**Work instructions:** Only the lines from the one containing "that is a host" through the end of the entries should be repeated, exactly as they appear, first and last included.

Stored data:
[Start of section]

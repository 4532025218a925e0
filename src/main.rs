use std::process::ExitCode;

use bx1_servo::cli::Args;
use bx1_servo::instance::OsProcesses;
use bx1_servo::launcher::{self, Launch};
use bx1_servo::Request;
use clap::error::ErrorKind;
use clap::Parser;

fn main() -> ExitCode {
    let args = match Args::try_parse() {
        Ok(args) => args,
        Err(e) if matches!(e.kind(), ErrorKind::DisplayHelp | ErrorKind::DisplayVersion) => {
            let _ = e.print();
            return ExitCode::SUCCESS;
        }
        Err(_) => {
            println!("{}", Args::usage());
            return ExitCode::from(1);
        }
    };

    bx1_servo::init();
    let config = args.config();

    let result = if args.worker {
        match args.request() {
            Request::Hold(angle) => bx1_servo::worker::run(&config, angle).map(|_| ()),
            Request::Stop => Ok(()),
        }
    } else {
        launcher::launch(&config, args.request(), &mut OsProcesses, launcher::spawn_worker).map(
            |launch| {
                if let Launch::Spawned { angle, pid } = launch {
                    log::debug!("Holding {} in worker {}", angle, pid);
                }
            },
        )
    };

    match result {
        Ok(()) => ExitCode::SUCCESS,
        Err(e) => {
            log::error!("{:#}", e);
            ExitCode::from(1)
        }
    }
}
use std::fmt;

/// Servo position in whole degrees, always within `0..180`.
#[derive(Debug, Clone, Copy, PartialEq, Eq, PartialOrd, Ord, Hash)]
pub struct Angle(u16);

impl Angle {
    pub const RANGE: u16 = 180;

    /// Wraps degrees into `0..180`. Negative input has no angle.
    pub fn from_degrees(degrees: i32) -> Option<Self> {
        if degrees < 0 {
            None
        } else {
            Some(Angle((degrees % i32::from(Self::RANGE)) as u16))
        }
    }

    pub fn degrees(self) -> u16 {
        self.0
    }
}

impl fmt::Display for Angle {
    fn fmt(&self, f: &mut fmt::Formatter<'_>) -> fmt::Result {
        write!(f, "{}°", self.0)
    }
}

/// What an invocation asks of the servo.
#[derive(Debug, Clone, Copy, PartialEq, Eq)]
pub enum Request {
    /// Hold the pulse train for this angle until superseded.
    Hold(Angle),
    /// Negative angle: supersede any running worker and start nothing.
    Stop,
}

impl Request {
    pub fn parse(input: &str) -> Self {
        Self::from_degrees(parse_c_int(input))
    }

    pub fn from_degrees(degrees: i32) -> Self {
        match Angle::from_degrees(degrees) {
            Some(angle) => Request::Hold(angle),
            None => Request::Stop,
        }
    }
}

/// Parses an integer the way `(int)strtol(input, NULL, 0)` does.
///
/// Leading whitespace and an optional sign are accepted, `0x` selects base
/// 16 and a leading `0` base 8. Parsing stops at the first character that is
/// not a digit of the base; no digits at all gives 0. The result saturates to
/// the 64-bit `long` range and is then truncated to 32 bits.
pub fn parse_c_int(input: &str) -> i32 {
    let mut rest = input.trim_start_matches(|c: char| matches!(c, ' ' | '\t' | '\n' | '\x0b' | '\x0c' | '\r'));

    let negative = match rest.as_bytes().first() {
        Some(b'-') => {
            rest = &rest[1..];
            true
        }
        Some(b'+') => {
            rest = &rest[1..];
            false
        }
        _ => false,
    };

    let radix = {
        let bytes = rest.as_bytes();
        let hex_prefix = bytes.len() > 2
            && bytes[0] == b'0'
            && matches!(bytes[1], b'x' | b'X')
            && bytes[2].is_ascii_hexdigit();
        if hex_prefix {
            rest = &rest[2..];
            16
        } else if bytes.first() == Some(&b'0') {
            8
        } else {
            10
        }
    };

    const LIMIT: i128 = i64::MAX as i128 + 1;
    let magnitude = rest
        .chars()
        .map_while(|c| c.to_digit(radix))
        .fold(0i128, |acc, digit| {
            (acc * i128::from(radix) + i128::from(digit)).min(LIMIT)
        });

    let value = if negative { -magnitude } else { magnitude };
    let long = value.clamp(i128::from(i64::MIN), i128::from(i64::MAX)) as i64;
    long as i32
}
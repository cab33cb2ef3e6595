// SPDX-License-Identifier: MIT OR Apache-2.0
//! Owners of animation channels.

use serde::{Deserialize, Serialize};
use uuid::Uuid;

/// Unique identifier for a channel owner
#[derive(Debug, Clone, Copy, PartialEq, Eq, Hash, Serialize, Deserialize)]
pub struct OwnerId(pub Uuid);

impl OwnerId {
    /// Create a new random owner ID
    pub fn new() -> Self {
        Self(Uuid::new_v4())
    }
}

impl Default for OwnerId {
    fn default() -> Self {
        Self::new()
    }
}

/// Kind of owning entity
#[derive(Debug, Clone, Copy, PartialEq, Eq, Default, Serialize, Deserialize)]
pub enum OwnerKind {
    /// A top-level object
    #[default]
    Object,
    /// A bone within an armature; bones group independently of their
    /// armature object
    Bone,
}

/// The entity (object or bone) that a set of channels belongs to
#[derive(Debug, Clone, Serialize, Deserialize)]
pub struct Owner {
    /// Unique owner ID
    pub id: OwnerId,
    /// Display name
    pub name: String,
    /// Owner kind
    pub kind: OwnerKind,
}

impl Owner {
    /// Create an object owner
    pub fn object(name: impl Into<String>) -> Self {
        Self {
            id: OwnerId::new(),
            name: name.into(),
            kind: OwnerKind::Object,
        }
    }

    /// Create a bone owner
    pub fn bone(name: impl Into<String>) -> Self {
        Self {
            id: OwnerId::new(),
            name: name.into(),
            kind: OwnerKind::Bone,
        }
    }
}
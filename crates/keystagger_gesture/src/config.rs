// SPDX-License-Identifier: MIT OR Apache-2.0
//! Gesture configuration.

use crate::group::{GroupArrangement, OrderingMode};
use crate::offset::DEFAULT_PIXELS_PER_FRAME;
use serde::{Deserialize, Serialize};

/// Configuration consumed at gesture start.
///
/// The host loads this once per session and passes it in explicitly;
/// the gesture core never reads ambient preference state. The first
/// three fields mirror the host's persisted preferences, the rest are
/// the drag tunables.
#[derive(Debug, Clone, PartialEq, Serialize, Deserialize)]
pub struct StaggerConfig {
    /// Default group ordering when no modifier overrides it
    pub default_ordering: OrderingMode,
    /// Arrangement of the ordered groups along the stair; a random
    /// arrangement carries its shuffle seed here
    pub arrangement: GroupArrangement,
    /// Detect the grouping unit from channel-header selection
    pub auto_grouping: bool,
    /// Quantization step in frames (1.0 = whole frames)
    pub base_unit: f32,
    /// Drag scale applied to pixel-space move events
    pub pixels_per_frame: f32,
}

impl Default for StaggerConfig {
    fn default() -> Self {
        Self {
            default_ordering: OrderingMode::OutlinerOrder,
            arrangement: GroupArrangement::Forward,
            auto_grouping: true,
            base_unit: 1.0,
            pixels_per_frame: DEFAULT_PIXELS_PER_FRAME,
        }
    }
}
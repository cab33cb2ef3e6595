// SPDX-License-Identifier: MIT OR Apache-2.0
//! Staggered keyframe offset gesture for KeyStagger.
//!
//! Given the selected keyframes of an animation timeline, a drag
//! gesture shifts channel groups by increasing multiples of a base time
//! offset, producing a stair-step pattern.
//!
//! ## Architecture
//!
//! Three pieces compose the gesture loop:
//! - Selection grouping ([`group`]): partition the selection into
//!   ordered groups; a group's index is its stagger multiplier
//! - Offset math ([`offset`]): pure quantize-and-scale functions
//! - The session and controller ([`session`], [`controller`]): a state
//!   machine fed discrete input events, applying offsets through the
//!   [`host::StaggerHost`] trait
//!
//! The host application delivers selected-key snapshots, modifier
//! state, and drag deltas, and receives key-time writes, an undo-step
//! boundary per gesture, and a status line.

pub mod config;
pub mod controller;
pub mod group;
pub mod host;
pub mod offset;
pub mod session;

pub use config::StaggerConfig;
pub use controller::{GestureController, GestureEvent, GestureOutcome, Modifiers};
pub use group::{
    arrange_groups, group_selection, group_selection_auto, Group, GroupArrangement, GroupKey,
    GroupingMode, OrderingMode,
};
pub use host::{DocumentHost, KeyHandle, StaggerHost};
pub use offset::{offset_for, pixels_to_frames, quantize, DEFAULT_PIXELS_PER_FRAME};
pub use session::{DragSession, GroupingChoice, SessionError, SessionStatus};
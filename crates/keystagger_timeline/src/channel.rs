// SPDX-License-Identifier: MIT OR Apache-2.0
//! Channel definitions for the timeline model.

use crate::keyframe::{Keyframe, KeyframeId};
use crate::owner::OwnerId;
use serde::{Deserialize, Serialize};
use uuid::Uuid;

/// Unique identifier for a channel
#[derive(Debug, Clone, Copy, PartialEq, Eq, Hash, Serialize, Deserialize)]
pub struct ChannelId(pub Uuid);

impl ChannelId {
    /// Create a new random channel ID
    pub fn new() -> Self {
        Self(Uuid::new_v4())
    }
}

impl Default for ChannelId {
    fn default() -> Self {
        Self::new()
    }
}

/// A single animation curve: one property's track of keyframes
#[derive(Debug, Clone, Serialize, Deserialize)]
pub struct Channel {
    /// Unique channel ID
    pub id: ChannelId,
    /// Animated property path (e.g. `location`)
    pub property: String,
    /// Component index within the property (e.g. 1 for Y)
    pub array_index: usize,
    /// Owning entity
    pub owner: OwnerId,
    /// Stable position in the host's hierarchical listing
    pub outliner_index: u32,
    /// Whether the channel header itself is selected (as opposed to
    /// individual keyframes on it)
    pub header_selected: bool,
    /// Keyframes, kept sorted by time
    keyframes: Vec<Keyframe>,
}

impl Channel {
    /// Create a new empty channel
    pub fn new(property: impl Into<String>, array_index: usize, owner: OwnerId) -> Self {
        Self {
            id: ChannelId::new(),
            property: property.into(),
            array_index,
            owner,
            outliner_index: 0,
            header_selected: false,
            keyframes: Vec::new(),
        }
    }

    /// Set the outliner position
    pub fn with_outliner_index(mut self, index: u32) -> Self {
        self.outliner_index = index;
        self
    }

    /// Add a keyframe, keeping the channel sorted by time
    pub fn add_keyframe(&mut self, keyframe: Keyframe) -> KeyframeId {
        let id = keyframe.id;
        self.keyframes.push(keyframe);
        self.sort_keyframes();
        id
    }

    /// Remove a keyframe
    pub fn remove_keyframe(&mut self, keyframe_id: KeyframeId) {
        self.keyframes.retain(|k| k.id != keyframe_id);
    }

    /// Sort keyframes by time
    fn sort_keyframes(&mut self) {
        self.keyframes.sort_by(|a, b| a.time.total_cmp(&b.time));
    }

    /// Get keyframe by ID
    pub fn keyframe(&self, keyframe_id: KeyframeId) -> Option<&Keyframe> {
        self.keyframes.iter().find(|k| k.id == keyframe_id)
    }

    /// Get mutable keyframe by ID
    pub fn keyframe_mut(&mut self, keyframe_id: KeyframeId) -> Option<&mut Keyframe> {
        self.keyframes.iter_mut().find(|k| k.id == keyframe_id)
    }

    /// Move a keyframe to a new time, re-sorting the channel
    pub fn move_keyframe(&mut self, keyframe_id: KeyframeId, new_time: f32) -> bool {
        let Some(kf) = self.keyframe_mut(keyframe_id) else {
            return false;
        };
        kf.time = new_time;
        self.sort_keyframes();
        true
    }

    /// Iterate over the selected keyframes
    pub fn selected_keyframes(&self) -> impl Iterator<Item = &Keyframe> {
        self.keyframes.iter().filter(|k| k.selected)
    }

    /// Select every keyframe on the channel
    pub fn select_all_keys(&mut self) {
        for kf in &mut self.keyframes {
            kf.selected = true;
        }
    }

    /// Get keyframe count
    pub fn keyframe_count(&self) -> usize {
        self.keyframes.len()
    }

    /// Get all keyframes
    pub fn keyframes(&self) -> &[Keyframe] {
        &self.keyframes
    }

    /// Human-readable channel label, e.g. `location[1]`
    pub fn label(&self) -> String {
        format!("{}[{}]", self.property, self.array_index)
    }
}
// SPDX-License-Identifier: MIT OR Apache-2.0
//! Stagger offset math.
//!
//! All functions here are pure: identical inputs always yield identical
//! output, so the preview status line and the applied offsets can never
//! disagree. No clamping to scene bounds happens here; that is a host
//! concern.

/// Default drag distance, in pixels, that maps to one frame
pub const DEFAULT_PIXELS_PER_FRAME: f32 = 10.0;

/// Quantize a raw drag delta to the nearest multiple of `base_unit`,
/// rounding half away from zero. A non-positive unit yields 0.
pub fn quantize(delta: f32, base_unit: f32) -> f32 {
    if base_unit <= 0.0 {
        return 0.0;
    }
    (delta / base_unit).round() * base_unit
}

/// Time offset for one group: the quantized drag delta scaled linearly
/// by the group's stagger index. Group 0 is always unshifted.
pub fn offset_for(group_index: usize, delta: f32, base_unit: f32) -> f32 {
    group_index as f32 * quantize(delta, base_unit)
}

/// Convert a pixel-space drag distance to frames.
///
/// Hosts that deliver deltas in view/time units skip this; hosts with
/// raw pointer deltas route through it so the pixel-to-unit ratio stays
/// a single swappable function.
pub fn pixels_to_frames(pixels: f32, pixels_per_frame: f32) -> f32 {
    if pixels_per_frame <= 0.0 {
        return 0.0;
    }
    pixels / pixels_per_frame
}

[End of section]

**Problem solution:**
//! disagree. No clamping to scene bounds happens here; that is a host
//! concern.

/// Default drag distance, in pixels, that maps to one frame
pub const DEFAULT_PIXELS_PER_FRAME: f32 = 10.0;

/// Quantize a raw drag delta to the nearest multiple of `base_unit`,
/// rounding half away from zero. A non-positive unit yields 0.
pub fn quantize(delta: f32, base_unit: f32) -> f32 {
    if base_unit <= 0.0 {
        return 0.0;
    }
    (delta / base_unit).round() * base_unit
}

/// Time offset for one group: the quantized drag delta scaled linearly
/// by the group's stagger index. Group 0 is always unshifted.
pub fn offset_for(group_index: usize, delta: f32, base_unit: f32) -> f32 {
    group_index as f32 * quantize(delta, base_unit)
}

/// Convert a pixel-space drag distance to frames.
///
/// Hosts that deliver deltas in view/time units skip this; hosts with
/// raw pointer deltas route through it so the pixel-to-unit ratio stays
/// a single swappable function.
pub fn pixels_to_frames(pixels: f32, pixels_per_frame: f32) -> f32 {
    if pixels_per_frame <= 0.0 {
        return 0.0;
    }
    pixels / pixels_per_frame
}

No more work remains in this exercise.